Shares of Tapestry, owner of the Coach brand, rose 16% after the retailer said that it expects the quarantine to be lifted in Shanghai at the beginning of next June, which will be followed by a gradual improvement thereafter.
The company’s stock had initially fallen after Tapestry scaled back its FY 2022 outlook as the general shutdown in China threatens consumer demand for the company’s luxury bags and accessories, which also revealed better-than-expected sales and profits during the third fiscal quarter.

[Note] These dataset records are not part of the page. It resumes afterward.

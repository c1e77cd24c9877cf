use serde::{Deserialize, Serialize};
use std::fmt;

macro_rules! newtype_string {
    ($name:ident, $doc:expr) => {
        #[doc = $doc]
        #[derive(Debug, Clone, PartialEq, Eq, Hash, PartialOrd, Ord, Serialize, Deserialize)]
        #[serde(transparent)]
        pub struct $name(String);

        impl $name {
            /// Create a new instance from a string value.
            #[must_use]
            pub fn new(value: impl Into<String>) -> Self {
                Self(value.into())
            }

            /// Return the inner string as a str slice.
            #[must_use]
            pub fn as_str(&self) -> &str {
                &self.0
            }
        }

        impl fmt::Display for $name {
            fn fmt(&self, f: &mut fmt::Formatter<'_>) -> fmt::Result {
                f.write_str(&self.0)
            }
        }

        impl From<String> for $name {
            fn from(s: String) -> Self {
                Self(s)
            }
        }

        impl From<&str> for $name {
            fn from(s: &str) -> Self {
                Self(s.to_owned())
            }
        }

        impl std::ops::Deref for $name {
            type Target = str;

            fn deref(&self) -> &str {
                &self.0
            }
        }

        impl AsRef<str> for $name {
            fn as_ref(&self) -> &str {
                &self.0
            }
        }
    };
}

newtype_string!(
    AttachmentId,
    "External reference to an attachment owned by the host download pipeline."
);
newtype_string!(
    ConversationId,
    "Identifies the conversation (thread) in which content was seen."
);

#[cfg(test)]
mod tests {
    use super::*;

    #[test]
    fn newtype_from_str() {
        let id = AttachmentId::from("att-1");
        assert_eq!(id.as_str(), "att-1");
        assert_eq!(&*id, "att-1");
    }

    #[test]
    fn newtype_from_string() {
        let conv = ConversationId::from("thread-42".to_string());
        assert_eq!(conv.to_string(), "thread-42");
    }

    #[test]
    fn newtype_serde_transparent() {
        let id = AttachmentId::new("att-7");
        let json = serde_json::to_string(&id).unwrap();
        assert_eq!(json, "\"att-7\"");
        let back: AttachmentId = serde_json::from_str(&json).unwrap();
        assert_eq!(back, id);
    }
}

Since last March, China has suffered from an outbreak of the Omicron mutant and had to impose quarantine and travel restrictions, which not only damaged demand in the region, but also affected the industry. To read more [Starbucks Aspirations Halted as Lockdown Continues in China].
Tapestry posted adjusted earnings for the three months ended April 2, of 51 cents per share on revenue of $1.44 billion, compared to analysts’ expectations of adjusted earnings of just 41 cents per share on revenue of $1.42 billion.
Realizing it was going to take a hit in its fourth fiscal quarter results, the company lowered its full-year outlook, seeing annual earnings of just $3.45 per share, compared to its previous estimate of $3.60-3.65 per share. As for revenue, Tapestry expects growth By a high of dozens compared to the fiscal year 2021 to $6.7 billion in total, which is lower than analysts’ expectations of $6.75 billion, and it is worth noting that Tapestry’s stock is recording a decline of 24% since the beginning of the year so far.